When people can’t afford to see the doctor, small problems become big ones. People needlessly suffer. Some will needlessly die.
All so the politicians can brag how they saved money. Money that turns out not to be so big after all…
That’s where doing the math comes in.
Take that $148 million, divide it by 20,000 people, then divide that result by four years…then to put a fine point on it, divide that yearly savings by 365. It comes out to $5.07 a day to give your neighbor and mine reasonable assurance that they can see a doctor when they’re sick or hurt. That’s less than the price of a Starbucks latte or a cold pint of your favorite brew.
$5.07 , – that’s the price the legislature has put on the life and wellbeing of 20,000 of the folks living and working in our communities.
Seems to me we should be able to afford that.
We could, if those 20,000 folks only had the proper paperwork. Legislators voting to take medical coverage away from these individuals and families justify it on the grounds of paperwork – or lack of it. According to this way of thinking a child without the proper collection of stamps, signatures and certifications is not worthy of medical attention, nor, of course, are her parents, siblings, grandparents, or anyone else improperly vetted, but otherwise adjudged biologically human. In their thinking, lack of a visa stamp trumps basic humanity.
Death by bureaucratic classification based on national origin does not speak well of us.

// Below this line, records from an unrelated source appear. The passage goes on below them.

//! RabbitMQ consumer module using lapin.
//!
//! This module handles binding a private queue to the `logs_topic`
//! exchange, consuming deliveries, and spawning a bounded task per
//! delivery to classify and forward it.

use std::future::Future;
use std::str::FromStr;
use std::sync::Arc;
use std::time::Duration;

use futures::StreamExt;
use lapin::{
    message::Delivery,
    options::{BasicAckOptions, BasicConsumeOptions, BasicNackOptions, BasicQosOptions},
    types::FieldTable,
    Channel, Connection,
};
use tokio::sync::Semaphore;
use tracing::{debug, error, info, warn};

use crate::error::{ForwardError, SetupError};
use crate::processor::{decode_event, handle_event, EventHandler, Outcome};
use crate::queue::topic::{matching, validate_pattern};
use crate::queue::{bind_topics, declare_exchange, declare_queue, with_channel, EXCHANGE_NAME};

/// When a delivery is acknowledged.
#[derive(Debug, Clone, Copy, PartialEq, Eq, Default)]
pub enum AckMode {
    /// Broker auto-ack on delivery. A crash mid-handling loses the message.
    #[default]
    AtMostOnce,
    /// Ack after a successful forward. Transient failures are requeued,
    /// anything else is dropped.
    AtLeastOnce,
}

impl FromStr for AckMode {
    type Err = String;

    fn from_str(s: &str) -> Result<Self, Self::Err> {
        match s.trim().to_ascii_lowercase().as_str() {
            "at-most-once" | "auto" => Ok(AckMode::AtMostOnce),
            "at-least-once" | "manual" => Ok(AckMode::AtLeastOnce),
            other => Err(format!("unknown ack mode: {}", other)),
        }
    }
}

/// Consumer settings.
#[derive(Debug, Clone)]
pub struct ConsumerOptions {
    /// Fixed queue name; the broker picks one when `None`.
    pub queue_name: Option<String>,
    pub ack_mode: AckMode,
    /// Maximum number of handlers running at once.
    pub concurrency: usize,
    /// How long to wait for in-flight handlers on shutdown.
    pub drain_timeout: Duration,
    pub consumer_tag: String,
}

impl Default for ConsumerOptions {
    fn default() -> Self {
        Self {
            queue_name: None,
            ack_mode: AckMode::AtMostOnce,
            concurrency: 100,
            drain_timeout: Duration::from_secs(30),
            consumer_tag: "switchboard-listener".to_string(),
        }
    }
}

/// Semaphore-gated task spawner.
///
/// `spawn` returns as soon as the task is started; it only waits when all
/// permits are taken.
pub struct HandlerPool {
    semaphore: Arc<Semaphore>,
    capacity: u32,
}

impl HandlerPool {
    pub fn new(capacity: usize) -> Self {
        let capacity = u32::try_from(capacity.max(1)).unwrap_or(u32::MAX);
        Self {
            semaphore: Arc::new(Semaphore::new(capacity as usize)),
            capacity,
        }
    }

    pub fn capacity(&self) -> usize {
        self.capacity as usize
    }

    /// Handlers currently running.
    pub fn in_flight(&self) -> usize {
        self.capacity as usize - self.semaphore.available_permits()
    }

    /// Spawn `task` once a permit is free.
    pub async fn spawn<F>(&self, task: F)
    where
        F: Future<Output = ()> + Send + 'static,
    {
        let permit = match Arc::clone(&self.semaphore).acquire_owned().await {
            Ok(permit) => permit,
            Err(_) => {
                warn!("listener_pool_closed");
                return;
            }
        };

        tokio::spawn(async move {
            task.await;
            drop(permit);
        });
    }

    /// Wait until every handler has finished. Returns `false` on timeout.
    pub async fn drain(&self, timeout: Duration) -> bool {
        matches!(
            tokio::time::timeout(timeout, self.semaphore.acquire_many(self.capacity)).await,
            Ok(Ok(_))
        )
    }
}

/// Long-lived subscriber on the `logs_topic` exchange.
pub struct Consumer {
    connection: Arc<Connection>,
    options: ConsumerOptions,
}

impl Consumer {
    /// Create a consumer, declaring the exchange first.
    pub async fn new(
        connection: Arc<Connection>,
        options: ConsumerOptions,
    ) -> Result<Self, SetupError> {
        with_channel(&connection, |channel| async move {
            declare_exchange(&channel).await
        })
        .await?;

        Ok(Self {
            connection,
            options,
        })
    }

    /// Bind to `topics` and dispatch deliveries to `handler` until
    /// `shutdown` resolves or the broker closes the subscription.
    ///
    /// Errors only if setup fails before the first delivery.
    pub async fn listen<H, S>(
        &self,
        topics: &[String],
        handler: Arc<H>,
        shutdown: S,
    ) -> Result<(), SetupError>
    where
        H: EventHandler + 'static,
        S: Future<Output = ()>,
    {
        let bindings = normalize_topics(topics)?;
        let ack_mode = self.options.ack_mode;

        let channel = self.connection.create_channel().await?;

        let (queue_name, mut deliveries) = match self.subscribe(&channel, &bindings).await {
            Ok(subscription) => subscription,
            Err(e) => {
                close_channel(&channel, "Setup failed").await;
                return Err(e);
            }
        };

        info!(
            exchange = EXCHANGE_NAME,
            queue = %queue_name,
            topics = ?bindings,
            ack_mode = ?ack_mode,
            concurrency = self.options.concurrency,
            "rabbitmq_consumer_started"
        );

        let pool = HandlerPool::new(self.options.concurrency);
        tokio::pin!(shutdown);

        loop {
            tokio::select! {
                _ = &mut shutdown => {
                    info!("listener_stopping");
                    break;
                }
                delivery = deliveries.next() => {
                    match delivery {
                        Some(Ok(delivery)) => {
                            let routing_key = delivery.routing_key.to_string();
                            let matched: Vec<&str> = matching(&bindings, &routing_key).collect();

                            debug!(
                                routing_key = %routing_key,
                                delivery_tag = delivery.delivery_tag,
                                body_length = delivery.data.len(),
                                matched_bindings = ?matched,
                                in_flight = pool.in_flight(),
                                "rabbitmq_delivery_received"
                            );

                            let handler = Arc::clone(&handler);
                            pool.spawn(process_delivery(handler, delivery, ack_mode)).await;
                        }
                        Some(Err(e)) => {
                            error!(error = %e, "rabbitmq_delivery_error");
                        }
                        None => {
                            warn!("rabbitmq_consumer_closed");
                            break;
                        }
                    }
                }
            }
        }

        info!(in_flight = pool.in_flight(), "listener_draining");
        if !pool.drain(self.options.drain_timeout).await {
            warn!(
                in_flight = pool.in_flight(),
                timeout_secs = self.options.drain_timeout.as_secs(),
                "listener_drain_timeout"
            );
        }

        close_channel(&channel, "Normal shutdown").await;

        info!("listener_shutdown_complete");
        Ok(())
    }

    /// Declare and bind the private queue, then start consuming from it.
    async fn subscribe(
        &self,
        channel: &Channel,
        bindings: &[String],
    ) -> Result<(String, lapin::Consumer), SetupError> {
        let ack_mode = self.options.ack_mode;

        if ack_mode == AckMode::AtLeastOnce {
            let prefetch_count = prefetch_count(self.options.concurrency);
            channel
                .basic_qos(prefetch_count, BasicQosOptions::default())
                .await
                .map_err(SetupError::Consume)?;
            info!(prefetch_count, "rabbitmq_qos_set");
        }

        let queue = declare_queue(channel, self.options.queue_name.as_deref()).await?;
        let queue_name = queue.name().to_string();
        bind_topics(channel, &queue_name, bindings).await?;

        let deliveries = channel
            .basic_consume(
                &queue_name,
                &self.options.consumer_tag,
                BasicConsumeOptions {
                    no_ack: ack_mode == AckMode::AtMostOnce,
                    ..Default::default()
                },
                FieldTable::default(),
            )
            .await
            .map_err(SetupError::Consume)?;

        Ok((queue_name, deliveries))
    }
}

async fn close_channel(channel: &Channel, reason: &str) {
    if channel.status().connected() {
        if let Err(e) = channel.close(200, reason).await {
            warn!(error = %e, "rabbitmq_channel_close_error");
        }
    }
}

/// Unacked deliveries the broker may push at once; zero would mean unlimited.
fn prefetch_count(concurrency: usize) -> u16 {
    u16::try_from(concurrency.max(1)).unwrap_or(u16::MAX)
}

/// How a manually acknowledged delivery is settled.
#[derive(Debug, Clone, Copy, PartialEq, Eq)]
enum Settle {
    /// Auto-acked by the broker already.
    Nothing,
    Ack,
    Requeue,
    Discard,
}

fn settlement(ack_mode: AckMode, result: &Result<Outcome, ForwardError>) -> Settle {
    match (ack_mode, result) {
        (AckMode::AtMostOnce, _) => Settle::Nothing,
        (AckMode::AtLeastOnce, Ok(_)) => Settle::Ack,
        (AckMode::AtLeastOnce, Err(e)) if e.is_transient() => Settle::Requeue,
        (AckMode::AtLeastOnce, Err(_)) => Settle::Discard,
    }
}

/// Handle one delivery and settle it according to `ack_mode`.
async fn process_delivery<H>(handler: Arc<H>, delivery: Delivery, ack_mode: AckMode)
where
    H: EventHandler + ?Sized,
{
    let delivery_tag = delivery.delivery_tag;
    let event = decode_event(&delivery.data);
    let result = handle_event(handler.as_ref(), &event).await;

    if let Err(e) = &result {
        error!(
            name = %event.name,
            delivery_tag = delivery_tag,
            error = %e,
            "listener_forward_failed"
        );
    }

    let settled = match settlement(ack_mode, &result) {
        Settle::Nothing => return,
        Settle::Ack => delivery.acker.ack(BasicAckOptions::default()).await,
        Settle::Requeue => {
            delivery
                .acker
                .nack(BasicNackOptions {
                    requeue: true,
                    ..Default::default()
                })
                .await
        }
        Settle::Discard => {
            warn!(name = %event.name, delivery_tag = delivery_tag, "listener_delivery_discarded");
            delivery
                .acker
                .nack(BasicNackOptions {
                    requeue: false,
                    ..Default::default()
                })
                .await
        }
    };

    if let Err(e) = settled {
        error!(delivery_tag = delivery_tag, error = %e, "rabbitmq_settle_failed");
    }
}

/// Validate `topics` and drop duplicates, keeping the first occurrence.
fn normalize_topics(topics: &[String]) -> Result<Vec<String>, SetupError> {
    if topics.is_empty() {
        return Err(SetupError::NoTopics);
    }

    let mut bindings: Vec<String> = Vec::with_capacity(topics.len());
    for topic in topics {
        validate_pattern(topic).map_err(|reason| SetupError::InvalidTopic {
            pattern: topic.clone(),
            reason,
        })?;
        if !bindings.contains(topic) {
            bindings.push(topic.clone());
        }
    }

    Ok(bindings)
}
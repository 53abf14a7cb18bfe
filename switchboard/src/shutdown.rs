//! Shutdown signal shared by both binaries.

use tokio::signal;
use tracing::info;

/// Create a future that completes when a shutdown signal is received.
pub async fn shutdown_signal() {
    let ctrl_c = async {
        signal::ctrl_c()
            .await
            .expect("Failed to install Ctrl+C handler");
    };

    #[cfg(unix)]
    let terminate = async {
        signal::unix::signal(signal::unix::SignalKind::terminate())
            .expect("Failed to install SIGTERM handler")
            .recv()
            .await;
    };

    #[cfg(not(unix))]
    let terminate = std::future::pending::<()>();

    tokio::select! {
        _ = ctrl_c => info!("Received SIGINT"),
        _ = terminate => info!("Received SIGTERM"),
    }
}
//! Wire types for the `logs_topic` exchange.
//!
//! Publishers send JSON-encoded [`LogEvent`] bodies with a dot-separated
//! routing key; consumers classify each event by its `name`.

use serde::{Deserialize, Serialize};

/// Name of the durable topic exchange shared by publishers and consumers.
pub const EXCHANGE_NAME: &str = "logs_topic";

/// Routing key used for log submissions coming through the dispatcher.
pub const LOG_INFO_ROUTING_KEY: &str = "log.INFO";

/// Event body carried on the exchange.
///
/// Missing fields decode as empty strings.
#[derive(Debug, Clone, Default, PartialEq, Eq, Serialize, Deserialize)]
pub struct LogEvent {
    #[serde(default)]
    pub name: String,
    #[serde(default)]
    pub data: String,
}

impl LogEvent {
    pub fn new(name: impl Into<String>, data: impl Into<String>) -> Self {
        Self {
            name: name.into(),
            data: data.into(),
        }
    }

    /// Classify the event by its name.
    pub fn kind(&self) -> EventKind {
        match self.name.as_str() {
            "log" | "event" => EventKind::Log,
            "auth" => EventKind::Auth,
            _ => EventKind::Unrecognized,
        }
    }
}

/// Classification tag of a [`LogEvent`].
#[derive(Debug, Clone, Copy, PartialEq, Eq)]
pub enum EventKind {
    /// `log` or `event`
    Log,
    /// Reserved, currently ignored by consumers
    Auth,
    /// Anything else; treated like a log
    Unrecognized,
}

#[cfg(test)]
mod tests {
    use super::*;

    #[test]
    fn test_kind_classification() {
        assert_eq!(LogEvent::new("log", "").kind(), EventKind::Log);
        assert_eq!(LogEvent::new("event", "").kind(), EventKind::Log);
        assert_eq!(LogEvent::new("auth", "").kind(), EventKind::Auth);
        assert_eq!(LogEvent::new("LOG", "").kind(), EventKind::Unrecognized);
        assert_eq!(LogEvent::default().kind(), EventKind::Unrecognized);
    }

    #[test]
    fn test_missing_fields_decode_empty() {
        let event: LogEvent = serde_json::from_str(r#"{"name":"event"}"#).unwrap();
        assert_eq!(event, LogEvent::new("event", ""));
    }

    #[test]
    fn test_wire_shape() {
        let json = serde_json::to_value(LogEvent::new("event", "x")).unwrap();
        assert_eq!(json, serde_json::json!({"name": "event", "data": "x"}));
    }
}
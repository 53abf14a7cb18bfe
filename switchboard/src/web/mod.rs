//! Web server module for the broker role.
//!
//! This module provides the HTTP front door that:
//! - Accepts `{action, auth?, log?, mail?}` submissions on `POST /handle`
//! - Proxies `auth` and `mail` synchronously to their collaborators
//! - Enqueues `log` onto the `logs_topic` exchange
//! - Answers a liveness ping on `POST /` and `GET /health`

pub mod handlers;

use axum::{
    routing::{get, post},
    Router,
};
use tower_http::trace::TraceLayer;

pub use handlers::{broker, handle_submission, health, AppState, HealthResponse};

/// Build the broker router.
pub fn router(state: AppState) -> Router {
    Router::new()
        .route("/", post(broker))
        .route("/health", get(health))
        .route("/handle", post(handle_submission))
        .layer(TraceLayer::new_for_http())
        .with_state(state)
}
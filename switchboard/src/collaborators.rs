//! HTTP clients for the authentication, mail and logging collaborators.
//!
//! Every call is a single JSON POST with a per-request timeout; nothing is
//! retried here.

use std::time::Duration;

use reqwest::{Client, Response};
use serde::Serialize;
use tracing::{debug, error};
use url::Url;

use crate::config::Config;

/// Build the HTTP client shared by all collaborators.
pub fn http_client() -> reqwest::Result<Client> {
    Client::builder().pool_max_idle_per_host(100).build()
}

/// A single collaborator endpoint.
#[derive(Debug, Clone)]
pub struct Collaborator {
    name: &'static str,
    http: Client,
    url: Url,
    timeout: Duration,
}

impl Collaborator {
    /// Resolve `path` against `base` (e.g. `http://mail-service` + `send`).
    pub fn new(
        name: &'static str,
        http: Client,
        base: &str,
        path: &str,
        timeout: Duration,
    ) -> Result<Self, url::ParseError> {
        let url = endpoint(base, path)?;
        Ok(Self {
            name,
            http,
            url,
            timeout,
        })
    }

    pub fn name(&self) -> &'static str {
        self.name
    }

    pub fn url(&self) -> &Url {
        &self.url
    }

    /// POST `payload` as JSON.
    pub async fn post<T: Serialize + ?Sized>(&self, payload: &T) -> reqwest::Result<Response> {
        debug!(collaborator = self.name, url = %self.url, "collaborator_request_starting");

        let response = self
            .http
            .post(self.url.clone())
            .timeout(self.timeout)
            .json(payload)
            .send()
            .await;

        match &response {
            Ok(resp) => debug!(
                collaborator = self.name,
                status_code = resp.status().as_u16(),
                "collaborator_request_complete"
            ),
            Err(e) if e.is_timeout() => error!(
                collaborator = self.name,
                timeout_seconds = self.timeout.as_secs_f64(),
                error = %e,
                "collaborator_request_timeout"
            ),
            Err(e) => error!(
                collaborator = self.name,
                error = %e,
                "collaborator_request_error"
            ),
        }

        response
    }
}

/// The three collaborators, built from configuration.
#[derive(Debug, Clone)]
pub struct Collaborators {
    pub auth: Collaborator,
    pub mail: Collaborator,
    pub logger: Collaborator,
}

impl Collaborators {
    pub fn from_config(config: &Config, http: Client) -> Result<Self, url::ParseError> {
        let timeout = Duration::from_millis(config.request_timeout_ms);
        Ok(Self {
            auth: Collaborator::new(
                "authentication",
                http.clone(),
                &config.auth_service_url,
                "authenticate",
                timeout,
            )?,
            mail: Collaborator::new("mail", http.clone(), &config.mail_service_url, "send", timeout)?,
            logger: Collaborator::new("logger", http, &config.logger_service_url, "log", timeout)?,
        })
    }
}

/// Join `path` onto `base`, treating `base` as a directory.
fn endpoint(base: &str, path: &str) -> Result<Url, url::ParseError> {
    let mut base = Url::parse(base)?;
    if !base.path().ends_with('/') {
        let dir = format!("{}/", base.path());
        base.set_path(&dir);
    }
    base.join(path)
}

#[cfg(test)]
mod tests {
    use super::*;

    #[test]
    fn test_endpoint_bare_host() {
        let url = endpoint("http://logger-service", "log").unwrap();
        assert_eq!(url.as_str(), "http://logger-service/log");
    }

    #[test]
    fn test_endpoint_keeps_base_path() {
        let url = endpoint("http://gateway:8080/mail", "send").unwrap();
        assert_eq!(url.as_str(), "http://gateway:8080/mail/send");

        let url = endpoint("http://gateway:8080/mail/", "send").unwrap();
        assert_eq!(url.as_str(), "http://gateway:8080/mail/send");
    }

    #[test]
    fn test_endpoint_invalid_base() {
        assert!(endpoint("not a url", "log").is_err());
    }
}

And to those who would point fingers and squeal, “Freeloaders!” I’d make one pointed observation – if they’re freeloaders, why does ICE focus its raids on folks working the line at the slaughterhouse, the poultry plant, the milking parlor, the roofing crew? Why are they rounded up from produce fields, restaurant kitchens, hotel laundries, nursing homes and day cares?
How is it the people legislators singled out to go without medical care are the same people we depend on to do the toughest, dirtiest, least attractive work to keep our communities going? The people who do our scutwork. The work the rest of us would really rather not do.
They claimed it was to save money…to save big money…
In that case, let’s be reminded that doing that work earns a paycheck – or cash under the table if you prefer to think of their upstanding employers as participants in tax fraud – and out of that pay they, just like you and me, pay taxes. And getting down to brass tacks, with gas tax, sales tax, property tax, income tax, and whatever hidden tax slips by unnoticed, it doesn’t take long to deposit $5.07 a day in the government’s coffers.
It sure doesn’t look like these folks will be getting what they pay for.
Maybe it’s not about the money after all.
Sometimes you just have to do the math.
Thank you Jerome for standing up for the most vulnerable. Some of the immigrants I work with will now be without health insurance. After waiting 15 months for a work permit (why this is so slow is another big question that needs addressing) one man now has a job so him and his wife were kicked off MN Care as he was offered health insurance at his job; which he has now signed up for $510/month for 2 people and that is with the highest deductible, no coverage for their 2 children (who fortunately for now can stay on MN Care) For those who have no health insurance, people will end up sick and be using urgent care and ER services, which are more costly and taxpayers pick up that bill anyhow. The entire system is so back asswards without much forsight in my opinion.
You mention "legislative deal makers" as if this was a bipartisan decision. Health insurance for undocumented adults was a DFL innovation from last session. This year, the Republicans unanimously made clear that they would shut down the government if it wasn't ended. In Winona, it is Jeremy Miller and Aaron Repinski who are directly responsible for throwing the hardworking people you describe to the wolves.